On Feb. 12, 1869, the legislature of Nebraska passed an act, which took effect July 1, 1869, which amended this section so as to reduce the limitation to ten years. It is not denied that if Chapman's cause of action first accrued to him on March 5, 1859, this amendment could not operate upon it, because to give it that effect would be to take away an existing right of action by mere legislation, as the ten years would then have fully expired. It is, therefore, claimed that his right of action for a reconveyance of the title could only have first accrued when the first instalment of the purchase-money became due, that is, on March 5, 1860, which left eight months after the statute took effect before the ten years' limitation would expire, which, it is claimed, would be a reasonable time within which to require that suits upon existing causes of action should be brought. But this view cannot be supported; for the original contract for payment, at a fixed time, is rendered invalid, for the same reason that avoided the notes and mortgage, the objection being, according to the decision of the Supreme Court of Nebraska, that the county had no power to bind itself to pay, in any other manner than that prescribed by the statute. Hence, it must be held, in this aspect of the case, that the right of action was not postponed, after the date of the deed, by the credit given, and if it accrued at that time,

the limitation was twenty-one years, according to the statute then in force, within which the present suit was in fact brought.

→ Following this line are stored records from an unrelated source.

use crate::rule::{Destination, NewRule, Rule, RulePatch};
use crate::store::RuleStore;
use crate::transaction::{Transaction, TransactionCandidate, TransactionFilter, TransactionStatus};
use anyhow::{anyhow, Context, Result};
use chrono::{DateTime, SecondsFormat, Utc};
use rusqlite::{params, Connection, OptionalExtension};
use serde::{Deserialize, Serialize};
use std::path::Path;
use tracing::{debug, info};

/// Actor recorded on audit events written by this service
const ACTOR: &str = "policy-gate";

/// Fixed-width timestamps so text ordering equals time ordering
fn format_timestamp(ts: &DateTime<Utc>) -> String {
    ts.to_rfc3339_opts(SecondsFormat::Micros, true)
}

fn parse_timestamp(idx: usize, raw: &str) -> rusqlite::Result<DateTime<Utc>> {
    DateTime::parse_from_rfc3339(raw)
        .map(|dt| dt.with_timezone(&Utc))
        .map_err(|e| rusqlite::Error::FromSqlConversionFailure(idx, rusqlite::types::Type::Text, Box::new(e)))
}

/// Event for audit trail ("Every change is an event")
#[derive(Debug, Serialize, Deserialize, Clone)]
pub struct Event {
    pub event_id: String,
    pub timestamp: DateTime<Utc>,
    pub event_type: String,
    pub entity_type: String,
    pub entity_id: String,
    pub data: serde_json::Value,
    pub actor: String,
}

impl Event {
    pub fn new(
        event_type: &str,
        entity_type: &str,
        entity_id: &str,
        data: serde_json::Value,
        actor: &str,
    ) -> Self {
        Self {
            event_id: uuid::Uuid::new_v4().to_string(),
            timestamp: Utc::now(),
            event_type: event_type.to_string(),
            entity_type: entity_type.to_string(),
            entity_id: entity_id.to_string(),
            data,
            actor: actor.to_string(),
        }
    }
}

/// Open (or create) the database file and make sure the schema exists
pub fn open_database(path: &Path) -> Result<Connection> {
    let conn = Connection::open(path)
        .with_context(|| format!("Failed to open database: {:?}", path))?;
    setup_database(&conn)?;
    Ok(conn)
}

pub fn setup_database(conn: &Connection) -> Result<()> {
    // Enable WAL mode for crash recovery
    conn.pragma_update(None, "journal_mode", "WAL")?;
    // Per-connection: needed for destination cascade
    conn.pragma_update(None, "foreign_keys", "ON")?;

    conn.execute_batch(
        "CREATE TABLE IF NOT EXISTS rules (
            id INTEGER PRIMARY KEY AUTOINCREMENT,
            created_at TEXT NOT NULL,
            amount INTEGER NOT NULL DEFAULT -1,
            currency TEXT NOT NULL DEFAULT 'satoshi'
        );

        CREATE TABLE IF NOT EXISTS destinations (
            id INTEGER PRIMARY KEY AUTOINCREMENT,
            rule_id INTEGER NOT NULL REFERENCES rules(id) ON DELETE CASCADE,
            name TEXT NOT NULL
        );

        CREATE TABLE IF NOT EXISTS transactions (
            id INTEGER PRIMARY KEY AUTOINCREMENT,
            amount INTEGER NOT NULL,
            destination TEXT NOT NULL,
            status TEXT NOT NULL CHECK (status IN ('R', 'O')),
            created_at TEXT NOT NULL
        );

        CREATE TABLE IF NOT EXISTS events (
            id INTEGER PRIMARY KEY AUTOINCREMENT,
            event_id TEXT UNIQUE NOT NULL,
            timestamp TEXT NOT NULL,
            event_type TEXT NOT NULL,
            entity_type TEXT NOT NULL,
            entity_id TEXT NOT NULL,
            data TEXT NOT NULL,
            actor TEXT NOT NULL
        );

        CREATE INDEX IF NOT EXISTS idx_rules_created_at ON rules(created_at);
        CREATE INDEX IF NOT EXISTS idx_destinations_rule ON destinations(rule_id);
        CREATE INDEX IF NOT EXISTS idx_transactions_status ON transactions(status);
        CREATE INDEX IF NOT EXISTS idx_events_entity ON events(entity_type, entity_id);",
    )?;

    Ok(())
}

// ============================================================================
// AUDIT EVENTS
// ============================================================================

/// Insert event into audit trail
pub fn insert_event(conn: &Connection, event: &Event) -> Result<()> {
    let data_json = serde_json::to_string(&event.data)?;

    conn.execute(
        "INSERT INTO events (
            event_id, timestamp, event_type, entity_type, entity_id, data, actor
        ) VALUES (?1, ?2, ?3, ?4, ?5, ?6, ?7)",
        params![
            event.event_id,
            format_timestamp(&event.timestamp),
            event.event_type,
            event.entity_type,
            event.entity_id,
            data_json,
            event.actor,
        ],
    )?;

    Ok(())
}

/// Get events for a specific entity, newest first
pub fn get_events_for_entity(
    conn: &Connection,
    entity_type: &str,
    entity_id: &str,
) -> Result<Vec<Event>> {
    let mut stmt = conn.prepare(
        "SELECT event_id, timestamp, event_type, entity_type, entity_id, data, actor
         FROM events
         WHERE entity_type = ?1 AND entity_id = ?2
         ORDER BY timestamp DESC, id DESC",
    )?;

    let events = stmt
        .query_map(params![entity_type, entity_id], |row| {
            let timestamp_str: String = row.get(1)?;
            let data_json: String = row.get(5)?;

            Ok(Event {
                event_id: row.get(0)?,
                timestamp: parse_timestamp(1, &timestamp_str)?,
                event_type: row.get(2)?,
                entity_type: row.get(3)?,
                entity_id: row.get(4)?,
                data: serde_json::from_str(&data_json).map_err(|e| {
                    rusqlite::Error::FromSqlConversionFailure(5, rusqlite::types::Type::Text, Box::new(e))
                })?,
                actor: row.get(6)?,
            })
        })?
        .collect::<Result<Vec<_>, _>>()?;

    Ok(events)
}

fn rule_event(event_type: &str, rule: &Rule) -> Event {
    Event::new(
        event_type,
        "rule",
        &rule.id.to_string(),
        serde_json::json!({
            "amount": rule.amount,
            "currency": rule.currency,
            "destinations": rule.destinations,
        }),
        ACTOR,
    )
}

// ============================================================================
// RULES + DESTINATIONS
// ============================================================================

fn insert_destinations(conn: &Connection, rule_id: i64, names: &[String]) -> Result<()> {
    let mut stmt = conn.prepare("INSERT INTO destinations (rule_id, name) VALUES (?1, ?2)")?;
    for name in names {
        stmt.execute(params![rule_id, name])?;
    }
    Ok(())
}

fn get_destination_names(conn: &Connection, rule_id: i64) -> Result<Vec<String>> {
    let mut stmt =
        conn.prepare("SELECT name FROM destinations WHERE rule_id = ?1 ORDER BY id")?;

    let names = stmt
        .query_map([rule_id], |row| row.get(0))?
        .collect::<Result<Vec<String>, _>>()?;

    Ok(names)
}

/// Destination rows owned by a rule, in insertion order
pub fn get_destinations(conn: &Connection, rule_id: i64) -> Result<Vec<Destination>> {
    let mut stmt = conn
        .prepare("SELECT id, rule_id, name FROM destinations WHERE rule_id = ?1 ORDER BY id")?;

    let destinations = stmt
        .query_map([rule_id], |row| {
            Ok(Destination {
                id: row.get(0)?,
                rule_id: row.get(1)?,
                name: row.get(2)?,
            })
        })?
        .collect::<Result<Vec<_>, _>>()?;

    Ok(destinations)
}

pub fn count_destinations(conn: &Connection) -> Result<i64> {
    let count: i64 = conn.query_row("SELECT COUNT(*) FROM destinations", [], |row| row.get(0))?;
    Ok(count)
}

/// Rule row without destinations
fn read_rule_row(row: &rusqlite::Row<'_>) -> rusqlite::Result<Rule> {
    let created_at: String = row.get(1)?;

    Ok(Rule {
        id: row.get(0)?,
        created_at: parse_timestamp(1, &created_at)?,
        amount: row.get(2)?,
        currency: row.get(3)?,
        destinations: Vec::new(),
    })
}

pub fn get_rule(conn: &Connection, id: i64) -> Result<Option<Rule>> {
    let rule = conn
        .query_row(
            "SELECT id, created_at, amount, currency FROM rules WHERE id = ?1",
            [id],
            read_rule_row,
        )
        .optional()?;

    match rule {
        Some(mut rule) => {
            rule.destinations = get_destination_names(conn, rule.id)?;
            Ok(Some(rule))
        }
        None => Ok(None),
    }
}

/// Every rule, oldest first
pub fn get_all_rules(conn: &Connection) -> Result<Vec<Rule>> {
    let mut stmt = conn.prepare(
        "SELECT id, created_at, amount, currency
         FROM rules
         ORDER BY created_at, id",
    )?;

    let mut rules = stmt
        .query_map([], read_rule_row)?
        .collect::<Result<Vec<_>, _>>()?;

    for rule in &mut rules {
        rule.destinations = get_destination_names(conn, rule.id)?;
    }

    Ok(rules)
}

/// Insert a rule and one destination row per name, atomically
pub fn insert_rule(conn: &mut Connection, new_rule: NewRule) -> Result<Rule> {
    let tx = conn.transaction()?;
    let created_at = Utc::now();

    tx.execute(
        "INSERT INTO rules (created_at, amount, currency) VALUES (?1, ?2, ?3)",
        params![format_timestamp(&created_at), new_rule.amount, new_rule.currency],
    )?;
    let id = tx.last_insert_rowid();

    insert_destinations(&tx, id, &new_rule.destinations)?;

    let rule = get_rule(&tx, id)?.ok_or_else(|| anyhow!("Rule {} vanished after insert", id))?;
    insert_event(&tx, &rule_event("rule_created", &rule))?;

    tx.commit().context("Failed to commit new rule")?;

    info!("Created new rule: {}", rule);
    Ok(rule)
}

/// Update amount/currency; a supplied destination list is deleted and recreated
pub fn update_rule(conn: &mut Connection, id: i64, patch: &RulePatch) -> Result<Option<Rule>> {
    let tx = conn.transaction()?;

    let Some(mut rule) = get_rule(&tx, id)? else {
        return Ok(None);
    };
    patch.apply(&mut rule);

    tx.execute(
        "UPDATE rules SET amount = ?1, currency = ?2 WHERE id = ?3",
        params![rule.amount, rule.currency, id],
    )?;

    if let Some(destinations) = &patch.destinations {
        tx.execute("DELETE FROM destinations WHERE rule_id = ?1", [id])?;
        insert_destinations(&tx, id, destinations)?;
    }

    insert_event(&tx, &rule_event("rule_updated", &rule))?;
    tx.commit().context("Failed to commit rule update")?;

    info!("Updated rule value: {}", rule);
    Ok(Some(rule))
}

/// Delete a rule; its destinations go with it
pub fn delete_rule(conn: &mut Connection, id: i64) -> Result<bool> {
    let tx = conn.transaction()?;

    let Some(rule) = get_rule(&tx, id)? else {
        return Ok(false);
    };

    tx.execute("DELETE FROM rules WHERE id = ?1", [id])?;
    insert_event(&tx, &rule_event("rule_deleted", &rule))?;
    tx.commit().context("Failed to commit rule deletion")?;

    info!("Deleted rule: {}", rule);
    Ok(true)
}

impl RuleStore for Connection {
    fn create_rule(&mut self, new_rule: NewRule) -> Result<Rule> {
        insert_rule(self, new_rule)
    }

    fn get_rule(&self, id: i64) -> Result<Option<Rule>> {
        get_rule(self, id)
    }

    fn list_rules(&self) -> Result<Vec<Rule>> {
        get_all_rules(self)
    }

    fn update_rule(&mut self, id: i64, patch: &RulePatch) -> Result<Option<Rule>> {
        update_rule(self, id, patch)
    }

    fn delete_rule(&mut self, id: i64) -> Result<bool> {
        delete_rule(self, id)
    }
}

// ============================================================================
// TRANSACTIONS
// ============================================================================

/// Persist an evaluated transaction and its audit event in one SQLite
/// transaction. The status is never updated afterwards.
pub fn insert_transaction(
    conn: &mut Connection,
    candidate: &TransactionCandidate,
    status: TransactionStatus,
) -> Result<Transaction> {
    let created_at = Utc::now();
    let tx = conn.transaction()?;

    tx.execute(
        "INSERT INTO transactions (amount, destination, status, created_at)
         VALUES (?1, ?2, ?3, ?4)",
        params![
            candidate.amount,
            candidate.destination,
            status.code(),
            format_timestamp(&created_at),
        ],
    )?;

    let transaction = Transaction {
        id: tx.last_insert_rowid(),
        amount: candidate.amount,
        destination: candidate.destination.clone(),
        status,
        created_at,
    };

    let event = Event::new(
        "transaction_created",
        "transaction",
        &transaction.id.to_string(),
        serde_json::json!({
            "amount": transaction.amount,
            "destination": transaction.destination,
            "status": transaction.status,
        }),
        ACTOR,
    );
    insert_event(&tx, &event)?;
    tx.commit().context("Failed to commit new transaction")?;

    debug!("New transaction created: {}", transaction);
    Ok(transaction)
}

pub fn get_transaction(conn: &Connection, id: i64) -> Result<Option<Transaction>> {
    let transaction = conn
        .query_row(
            "SELECT id, amount, destination, status, created_at FROM transactions WHERE id = ?1",
            [id],
            read_transaction_row,
        )
        .optional()?;

    Ok(transaction)
}

/// Transactions in creation order, narrowed by `filter`
pub fn get_transactions(conn: &Connection, filter: TransactionFilter) -> Result<Vec<Transaction>> {
    let transactions = match filter {
        TransactionFilter::All => {
            let mut stmt = conn.prepare(
                "SELECT id, amount, destination, status, created_at
                 FROM transactions
                 ORDER BY id",
            )?;
            let rows = stmt.query_map([], read_transaction_row)?;
            rows.collect::<Result<Vec<_>, _>>()?
        }
        TransactionFilter::Status(status) => {
            let mut stmt = conn.prepare(
                "SELECT id, amount, destination, status, created_at
                 FROM transactions
                 WHERE status = ?1
                 ORDER BY id",
            )?;
            let rows = stmt.query_map([status.code()], read_transaction_row)?;
            rows.collect::<Result<Vec<_>, _>>()?
        }
        TransactionFilter::Unknown => Vec::new(),
    };

    Ok(transactions)
}

fn read_transaction_row(row: &rusqlite::Row<'_>) -> rusqlite::Result<Transaction> {
    let code: String = row.get(3)?;
    let created_at: String = row.get(4)?;

    let status = TransactionStatus::from_code(&code).ok_or_else(|| {
        rusqlite::Error::FromSqlConversionFailure(
            3,
            rusqlite::types::Type::Text,
            format!("unknown transaction status code {:?}", code).into(),
        )
    })?;

    Ok(Transaction {
        id: row.get(0)?,
        amount: row.get(1)?,
        destination: row.get(2)?,
        status,
        created_at: parse_timestamp(4, &created_at)?,
    })
}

But the more satisfactory answer to this defence is, that none of the statutes of limitation referred to apply to the case

We have already seen that by the decision in Brewer v. Otoe County, 1 Neb. 373, it is the declared law of Nebraska that the claim against the county for the purchase-money, on the supposition that the understanding had been to accept payment according to the terms of the statute, was not liable to the bar of the limitation acts. So that the obligation of the county to pay would not be extinguished by the statutory lapse of time. Now, although the right of Chapman to rescind the contract and demand a reconveyance accrued at the very date of the deed, he was not bound to exercise the right, and his cause of action did not accrue, until he had made manifest his election. He had the right to treat as null that part of the contract which was illegal, and having executed it on his part, to waive performance according to its terms, on the part of the county, and wait a reasonable length of time for the county to make the payment in the mode made lawful by the statute, before exerting his power to rescind the contract. Until that time had elapsed, and until, after that, Chapman had elected to rescind, there was no existing cause of action, and consequently nothing upon which the Statute of Limitations could begin to take effect. When that reasonable time expired we have no means of determining. It would depend upon circumstances not disclosed in the record, such as the state of the county treasury, the extent of its other obligations, the value of the taxable property, and its general financial condition. There is nothing whatever to show that the delay that has taken place in filing the present bill has unreasonable. It is impossible, therefore, to say that any statute of limitations has even begun to run against the cause of action, much less that its bar has become complete.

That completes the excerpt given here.